A colostomy is the process of diverting the large intestine from it's normal course towards the anus by cutting into it within the abdomen area and re routing it through the abdomen so it protrudes through the stomach to the outside world. The point at which it joins to the abdomen protruding from the stomach is called the stoma. When this is performed the other end of the large intestine which continues towards the anus, is also connected to the abdomen to ensure the operation can be reversed later on if IA repair is successful, this is called the fistula.
The stoma is the main exit for waste from the body, and due to there being no muscle control over this to determine when waste comes out, a bag is normally placed over the stoma to catch any waste so it may be disposed of hygienically.
Due to the nature of exiting waste prematurely from the body, the waste that comes out of a stoma can be very toxic causing significant illness, soreness, rashes and even blisters in extreme cases if hygiene isn't kept up. This can be hazardess to the carer/parent who comes into contact as well as the child.
Not only can the contents cause sickness for people that do not wash thoroughly after changing a stoma bag, the contents can also be very harmful when in contact with the skin. It can be commonplace to see rashes, sores and even blisters in some of the worst cases. This can have an affect on your child’s well being and also prevent further stoma bags from sticking to your child's skin. Be sure to clean all areas thoroughly, and always wash your hands thoroughly with an antibacterial cleaner after handling.
One thing that a lot of people can overlook is the type of clothing warn by the child, whilst girls do not pose too much of an issue, wearing skirts and dresses, boys cloths tend to be more tight fitting and contain strong elasticated waist bands.
During the time a bag is applied to your child, it can fill with gas, just as a child may pass wind so will their stoma directly into the sealed bag. Alternative bags utilising vents can be used to help this issue, but one overlooked piece of advice can be to put them in loose fitting clothes, with a loose elasticated waist bands in. One good alternative to jeans are dungarees. If possible try to ensure the bag is not directly under a tight elasticated waistband, this will cut down on how full the bag can get.

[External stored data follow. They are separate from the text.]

//! Domain types for the repository registry.
//!
//! All path fields use `PathBuf`; never `&str` or `String` for filesystem paths.
//! All types are serializable/deserializable via serde + serde_json, with the
//! camelCase keys of the `.syncmeta.json` document.

use std::fmt;
use std::path::PathBuf;
use std::str::FromStr;

use chrono::{DateTime, Utc};
use serde::{Deserialize, Deserializer, Serialize};

use crate::error::RegistryError;

// ---------------------------------------------------------------------------
// Newtypes
// ---------------------------------------------------------------------------

/// A strongly-typed name for a tracked repository; the registry key.
#[derive(Debug, Clone, PartialEq, Eq, Hash, Serialize, Deserialize)]
#[serde(transparent)]
pub struct RepoName(pub String);

impl RepoName {
    pub fn as_str(&self) -> &str {
        &self.0
    }
}

impl fmt::Display for RepoName {
    fn fmt(&self, f: &mut fmt::Formatter<'_>) -> fmt::Result {
        self.0.fmt(f)
    }
}

impl From<String> for RepoName {
    fn from(s: String) -> Self {
        Self(s)
    }
}

impl From<&str> for RepoName {
    fn from(s: &str) -> Self {
        Self(s.to_owned())
    }
}

// ---------------------------------------------------------------------------
// Enums
// ---------------------------------------------------------------------------

/// Whether a reference names a branch or a tag.
#[derive(Debug, Clone, Copy, PartialEq, Eq, Hash, Serialize, Default)]
#[serde(rename_all = "lowercase")]
pub enum RefKind {
    #[default]
    Branch,
    Tag,
}

impl fmt::Display for RefKind {
    fn fmt(&self, f: &mut fmt::Formatter<'_>) -> fmt::Result {
        match self {
            RefKind::Branch => write!(f, "branch"),
            RefKind::Tag => write!(f, "tag"),
        }
    }
}

impl FromStr for RefKind {
    type Err = RegistryError;

    fn from_str(s: &str) -> Result<Self, Self::Err> {
        match s.trim().to_ascii_lowercase().as_str() {
            "branch" => Ok(RefKind::Branch),
            "tag" => Ok(RefKind::Tag),
            other => Err(RegistryError::Config(format!(
                "ref type must be either 'branch' or 'tag', got '{other}'"
            ))),
        }
    }
}

// Blank `refType` values are read as the default kind.
impl<'de> Deserialize<'de> for RefKind {
    fn deserialize<D: Deserializer<'de>>(deserializer: D) -> Result<Self, D::Error> {
        let raw = String::deserialize(deserializer)?;
        if raw.is_empty() {
            return Ok(RefKind::default());
        }
        raw.parse().map_err(serde::de::Error::custom)
    }
}

// ---------------------------------------------------------------------------
// Domain structs
// ---------------------------------------------------------------------------

/// One tracked repository.
#[derive(Debug, Clone, PartialEq, Eq, Serialize, Deserialize)]
#[serde(rename_all = "camelCase")]
pub struct RepoEntry {
    pub name: RepoName,
    /// Base location archives are fetched from.
    pub url: String,
    /// Branch or tag name.
    #[serde(rename = "branch", default = "default_reference")]
    pub reference: String,
    #[serde(rename = "refType", default)]
    pub ref_kind: RefKind,
    /// `None` means never synced.
    #[serde(rename = "lastSync", default, with = "last_sync")]
    pub last_synced_at: Option<DateTime<Utc>>,
    #[serde(default)]
    pub destination: PathBuf,
}

pub(crate) fn default_reference() -> String {
    DEFAULT_REFERENCE.to_string()
}

/// Reference used when none is given.
pub const DEFAULT_REFERENCE: &str = "main";

/// Root of the `.syncmeta.json` document.
#[derive(Debug, Clone, PartialEq, Eq, Serialize, Deserialize, Default)]
pub struct Registry {
    #[serde(default)]
    pub repositories: Vec<RepoEntry>,
}

/// `lastSync` encoding: the zero timestamp stands in for "never".
mod last_sync {
    use chrono::{DateTime, Datelike, Utc};
    use serde::{Deserialize, Deserializer, Serialize, Serializer};

    const NEVER: &str = "0001-01-01T00:00:00Z";

    pub fn serialize<S: Serializer>(
        value: &Option<DateTime<Utc>>,
        serializer: S,
    ) -> Result<S::Ok, S::Error> {
        match value {
            Some(ts) => ts.serialize(serializer),
            None => serializer.serialize_str(NEVER),
        }
    }

    pub fn deserialize<'de, D: Deserializer<'de>>(
        deserializer: D,
    ) -> Result<Option<DateTime<Utc>>, D::Error> {
        let raw = Option::<DateTime<Utc>>::deserialize(deserializer)?;
        Ok(raw.filter(|ts| ts.year() > 1))
    }
}

// ---------------------------------------------------------------------------
// Tests
// ---------------------------------------------------------------------------
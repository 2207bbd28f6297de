//! Shared sync pipeline entrypoint used by the CLI.

use crate::{sync_all, sync_named, ArchiveFetcher, SyncConfig, SyncError, SyncSummary};

/// Scope for a sync pipeline run.
#[derive(Debug, Clone, PartialEq, Eq)]
pub enum SyncScope {
    /// Sync every tracked repository.
    All,
    /// Sync a single named repository.
    Repo(String),
}

/// Run the sync pipeline for a scope.
///
/// Per-repository fetch/install failures land in the summary; only problems
/// that stop the run from starting (unreadable registry, unknown name) are
/// returned as errors.
pub fn run<F: ArchiveFetcher + ?Sized>(
    config: &SyncConfig,
    fetcher: &F,
    scope: SyncScope,
) -> Result<SyncSummary, SyncError> {
    match scope {
        SyncScope::All => sync_all(config, fetcher),
        SyncScope::Repo(name) => Ok(SyncSummary {
            outcomes: vec![sync_named(config, fetcher, &name)?],
        }),
    }
}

If you child's bag does fill to the extend it can no longer expand, one of two things will happen, either the seal will break and a leakage will occur, or you child will be prevented from passing waste and further wind into the bag, giving them stomach pains and making them very uncomfortable.
There are lots of bag types available on the market, in the UK a good place to start is Pelican healthcare, they will happily coordinate prescriptions and deliveries, leaving you free from having to co-ordinate supplies. They will not only supply stoma bags, but also things like cavlon, wipes and cloth for cleaning.
They will talk to you happily and discuss different types of bags form old style, new style, transparent, vented and even decorated ones with teddy bear themes.